Task description
The data below holds the lines to copy: everything from the line containing "and thousands separators." to the line containing "pct, prec = decimals);", both ends included, set down exactly.
Segment Start: Data extracts
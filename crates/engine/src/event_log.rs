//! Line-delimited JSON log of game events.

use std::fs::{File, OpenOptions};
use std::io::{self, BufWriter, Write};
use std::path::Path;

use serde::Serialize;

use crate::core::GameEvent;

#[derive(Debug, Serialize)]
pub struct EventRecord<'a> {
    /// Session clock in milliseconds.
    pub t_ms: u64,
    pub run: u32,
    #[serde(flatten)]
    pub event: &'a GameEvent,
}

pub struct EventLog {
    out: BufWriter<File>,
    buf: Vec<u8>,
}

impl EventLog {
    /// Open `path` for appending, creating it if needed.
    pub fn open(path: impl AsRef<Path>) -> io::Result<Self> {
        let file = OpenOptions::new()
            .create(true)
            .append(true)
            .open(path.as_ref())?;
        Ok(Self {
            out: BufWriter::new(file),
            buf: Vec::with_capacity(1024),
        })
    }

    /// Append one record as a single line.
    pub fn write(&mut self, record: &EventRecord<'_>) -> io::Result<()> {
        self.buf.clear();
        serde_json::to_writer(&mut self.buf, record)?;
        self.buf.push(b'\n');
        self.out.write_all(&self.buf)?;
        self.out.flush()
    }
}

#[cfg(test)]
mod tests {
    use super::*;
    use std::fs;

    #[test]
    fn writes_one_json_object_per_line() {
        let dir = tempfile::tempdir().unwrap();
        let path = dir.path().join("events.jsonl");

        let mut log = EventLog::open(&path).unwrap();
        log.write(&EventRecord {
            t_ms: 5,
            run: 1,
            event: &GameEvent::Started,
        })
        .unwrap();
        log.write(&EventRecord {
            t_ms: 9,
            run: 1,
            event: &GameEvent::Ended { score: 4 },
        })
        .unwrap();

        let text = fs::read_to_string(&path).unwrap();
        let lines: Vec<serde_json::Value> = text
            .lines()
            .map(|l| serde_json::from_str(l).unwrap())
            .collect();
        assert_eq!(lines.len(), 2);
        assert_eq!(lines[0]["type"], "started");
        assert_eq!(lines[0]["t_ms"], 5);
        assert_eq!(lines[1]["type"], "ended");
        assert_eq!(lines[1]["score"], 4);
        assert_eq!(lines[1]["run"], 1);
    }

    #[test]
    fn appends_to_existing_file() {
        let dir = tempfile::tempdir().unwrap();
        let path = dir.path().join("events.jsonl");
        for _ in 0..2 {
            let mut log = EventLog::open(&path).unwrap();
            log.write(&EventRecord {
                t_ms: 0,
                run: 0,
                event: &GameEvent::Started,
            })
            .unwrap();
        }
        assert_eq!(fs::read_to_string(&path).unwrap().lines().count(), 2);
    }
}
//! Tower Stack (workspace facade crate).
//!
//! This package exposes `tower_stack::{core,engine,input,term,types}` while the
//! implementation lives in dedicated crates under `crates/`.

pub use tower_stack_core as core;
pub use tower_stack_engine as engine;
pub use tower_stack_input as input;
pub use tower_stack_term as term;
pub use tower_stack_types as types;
Segment End: Data extracts
Segment Start: Data extracts
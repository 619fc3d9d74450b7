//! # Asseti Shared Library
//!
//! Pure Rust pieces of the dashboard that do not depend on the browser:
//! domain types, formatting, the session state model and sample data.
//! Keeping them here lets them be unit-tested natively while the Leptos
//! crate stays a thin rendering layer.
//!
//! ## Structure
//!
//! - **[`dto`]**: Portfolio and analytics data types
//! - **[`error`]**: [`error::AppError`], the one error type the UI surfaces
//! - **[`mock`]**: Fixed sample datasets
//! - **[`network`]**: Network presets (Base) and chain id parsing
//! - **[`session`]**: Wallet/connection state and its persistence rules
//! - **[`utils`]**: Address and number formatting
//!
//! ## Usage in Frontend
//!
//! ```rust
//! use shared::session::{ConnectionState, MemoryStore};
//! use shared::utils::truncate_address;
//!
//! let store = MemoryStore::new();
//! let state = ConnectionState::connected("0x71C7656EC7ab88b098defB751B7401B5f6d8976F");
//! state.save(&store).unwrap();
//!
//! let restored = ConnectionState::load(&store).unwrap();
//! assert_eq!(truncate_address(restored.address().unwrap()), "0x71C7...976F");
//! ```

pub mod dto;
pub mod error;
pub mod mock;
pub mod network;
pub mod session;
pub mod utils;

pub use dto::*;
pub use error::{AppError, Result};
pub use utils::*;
Segment End: Data extracts
Segment Start: Data extracts
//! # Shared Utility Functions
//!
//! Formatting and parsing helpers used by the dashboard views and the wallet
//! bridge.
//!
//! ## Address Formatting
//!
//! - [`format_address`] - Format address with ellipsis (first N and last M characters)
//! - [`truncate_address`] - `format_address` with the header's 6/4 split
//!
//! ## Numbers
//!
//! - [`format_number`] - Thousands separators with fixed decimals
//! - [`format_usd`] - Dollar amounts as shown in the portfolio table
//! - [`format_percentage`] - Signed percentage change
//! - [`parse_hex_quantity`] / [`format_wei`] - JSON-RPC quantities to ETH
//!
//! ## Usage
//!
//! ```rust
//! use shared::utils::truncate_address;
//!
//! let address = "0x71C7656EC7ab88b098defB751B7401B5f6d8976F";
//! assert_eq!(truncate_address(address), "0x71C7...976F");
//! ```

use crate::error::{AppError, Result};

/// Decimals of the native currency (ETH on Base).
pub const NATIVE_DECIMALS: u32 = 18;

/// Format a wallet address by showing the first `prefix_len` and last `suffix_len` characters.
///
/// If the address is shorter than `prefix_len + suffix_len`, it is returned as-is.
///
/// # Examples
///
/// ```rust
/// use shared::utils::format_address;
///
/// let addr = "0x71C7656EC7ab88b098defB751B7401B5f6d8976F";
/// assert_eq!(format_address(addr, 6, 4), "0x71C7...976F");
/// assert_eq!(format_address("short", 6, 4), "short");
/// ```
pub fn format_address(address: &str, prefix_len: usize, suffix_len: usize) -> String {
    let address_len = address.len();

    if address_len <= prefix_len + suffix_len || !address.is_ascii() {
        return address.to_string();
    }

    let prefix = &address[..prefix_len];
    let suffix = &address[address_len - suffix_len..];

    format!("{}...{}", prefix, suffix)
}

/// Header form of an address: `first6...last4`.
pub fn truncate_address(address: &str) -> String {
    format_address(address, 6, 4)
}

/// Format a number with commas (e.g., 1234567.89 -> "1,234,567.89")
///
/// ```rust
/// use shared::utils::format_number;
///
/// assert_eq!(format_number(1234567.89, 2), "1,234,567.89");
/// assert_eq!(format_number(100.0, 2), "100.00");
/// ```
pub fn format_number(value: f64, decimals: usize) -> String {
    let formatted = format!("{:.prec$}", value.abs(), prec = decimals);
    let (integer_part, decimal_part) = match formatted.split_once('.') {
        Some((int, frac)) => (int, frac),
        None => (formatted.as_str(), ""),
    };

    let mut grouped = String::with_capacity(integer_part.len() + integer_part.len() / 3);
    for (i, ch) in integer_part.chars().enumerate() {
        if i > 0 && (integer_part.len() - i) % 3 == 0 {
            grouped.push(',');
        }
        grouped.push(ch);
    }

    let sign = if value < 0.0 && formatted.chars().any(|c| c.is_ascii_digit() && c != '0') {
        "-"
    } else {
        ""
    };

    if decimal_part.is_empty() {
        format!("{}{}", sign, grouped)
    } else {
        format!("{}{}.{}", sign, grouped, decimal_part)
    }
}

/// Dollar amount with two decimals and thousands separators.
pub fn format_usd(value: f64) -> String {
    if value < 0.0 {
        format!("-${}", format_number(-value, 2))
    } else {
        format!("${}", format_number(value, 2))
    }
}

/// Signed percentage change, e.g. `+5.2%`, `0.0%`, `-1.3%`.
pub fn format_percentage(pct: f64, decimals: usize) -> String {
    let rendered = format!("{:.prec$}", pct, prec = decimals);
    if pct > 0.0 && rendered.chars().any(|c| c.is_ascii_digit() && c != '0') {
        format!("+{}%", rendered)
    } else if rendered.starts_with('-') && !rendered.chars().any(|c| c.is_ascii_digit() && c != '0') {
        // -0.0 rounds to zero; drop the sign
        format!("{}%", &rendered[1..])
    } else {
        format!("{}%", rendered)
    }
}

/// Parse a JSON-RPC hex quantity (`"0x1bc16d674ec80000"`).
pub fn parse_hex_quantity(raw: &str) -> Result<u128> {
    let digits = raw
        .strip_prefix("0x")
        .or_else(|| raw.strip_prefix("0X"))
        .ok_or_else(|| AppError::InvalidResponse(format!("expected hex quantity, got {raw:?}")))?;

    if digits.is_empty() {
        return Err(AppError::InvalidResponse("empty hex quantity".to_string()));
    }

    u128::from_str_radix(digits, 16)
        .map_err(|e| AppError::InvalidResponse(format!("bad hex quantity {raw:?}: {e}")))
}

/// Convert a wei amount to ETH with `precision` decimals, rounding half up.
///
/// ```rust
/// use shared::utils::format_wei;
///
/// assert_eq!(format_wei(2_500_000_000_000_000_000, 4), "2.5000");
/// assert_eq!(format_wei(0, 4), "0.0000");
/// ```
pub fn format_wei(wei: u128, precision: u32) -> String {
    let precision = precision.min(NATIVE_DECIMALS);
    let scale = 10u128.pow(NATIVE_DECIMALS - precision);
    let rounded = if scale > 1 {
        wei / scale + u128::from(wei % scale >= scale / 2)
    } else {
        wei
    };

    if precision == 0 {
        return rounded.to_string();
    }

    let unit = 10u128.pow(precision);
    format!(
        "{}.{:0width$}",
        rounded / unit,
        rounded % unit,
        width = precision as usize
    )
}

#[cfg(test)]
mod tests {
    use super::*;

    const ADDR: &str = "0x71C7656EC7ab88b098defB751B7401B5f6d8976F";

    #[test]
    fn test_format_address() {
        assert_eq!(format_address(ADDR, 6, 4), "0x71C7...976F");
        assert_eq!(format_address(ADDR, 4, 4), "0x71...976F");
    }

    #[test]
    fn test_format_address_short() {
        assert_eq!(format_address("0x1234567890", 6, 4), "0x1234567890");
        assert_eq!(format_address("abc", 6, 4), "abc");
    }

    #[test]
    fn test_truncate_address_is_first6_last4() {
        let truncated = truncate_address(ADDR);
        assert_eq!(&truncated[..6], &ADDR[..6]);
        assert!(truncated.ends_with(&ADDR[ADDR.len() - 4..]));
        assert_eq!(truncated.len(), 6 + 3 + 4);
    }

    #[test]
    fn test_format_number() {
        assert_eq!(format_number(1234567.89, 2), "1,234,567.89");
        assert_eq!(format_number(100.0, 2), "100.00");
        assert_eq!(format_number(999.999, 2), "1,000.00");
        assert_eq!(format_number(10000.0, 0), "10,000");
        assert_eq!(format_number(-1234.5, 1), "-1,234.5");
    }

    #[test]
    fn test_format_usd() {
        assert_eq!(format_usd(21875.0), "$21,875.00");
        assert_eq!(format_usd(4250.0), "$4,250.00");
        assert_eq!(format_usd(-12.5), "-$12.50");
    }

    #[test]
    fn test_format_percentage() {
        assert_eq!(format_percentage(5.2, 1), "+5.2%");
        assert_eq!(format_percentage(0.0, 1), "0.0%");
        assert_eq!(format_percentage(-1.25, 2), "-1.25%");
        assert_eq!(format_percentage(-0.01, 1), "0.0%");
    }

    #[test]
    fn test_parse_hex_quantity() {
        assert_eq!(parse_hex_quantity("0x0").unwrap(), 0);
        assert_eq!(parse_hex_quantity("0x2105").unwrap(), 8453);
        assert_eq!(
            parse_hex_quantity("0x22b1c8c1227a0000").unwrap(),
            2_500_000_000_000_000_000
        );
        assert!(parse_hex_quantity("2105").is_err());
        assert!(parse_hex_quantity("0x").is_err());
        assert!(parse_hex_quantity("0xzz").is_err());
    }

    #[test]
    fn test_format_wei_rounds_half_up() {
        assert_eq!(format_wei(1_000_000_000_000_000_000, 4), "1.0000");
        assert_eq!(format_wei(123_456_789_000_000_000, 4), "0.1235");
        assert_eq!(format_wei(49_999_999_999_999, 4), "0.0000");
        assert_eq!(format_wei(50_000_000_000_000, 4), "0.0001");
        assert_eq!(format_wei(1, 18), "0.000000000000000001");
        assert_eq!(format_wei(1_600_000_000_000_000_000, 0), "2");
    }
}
Segment End: Data extracts
Result for this exercise
/// Dollar amount with two decimals and thousands separators.
pub fn format_usd(value: f64) -> String {
    if value < 0.0 {
        format!("-${}", format_number(-value, 2))
    } else {
        format!("${}", format_number(value, 2))
    }
}

/// Signed percentage change, e.g. `+5.2%`, `0.0%`, `-1.3%`.
pub fn format_percentage(pct: f64, decimals: usize) -> String {
    let rendered = format!("{:.prec$}", pct, prec = decimals);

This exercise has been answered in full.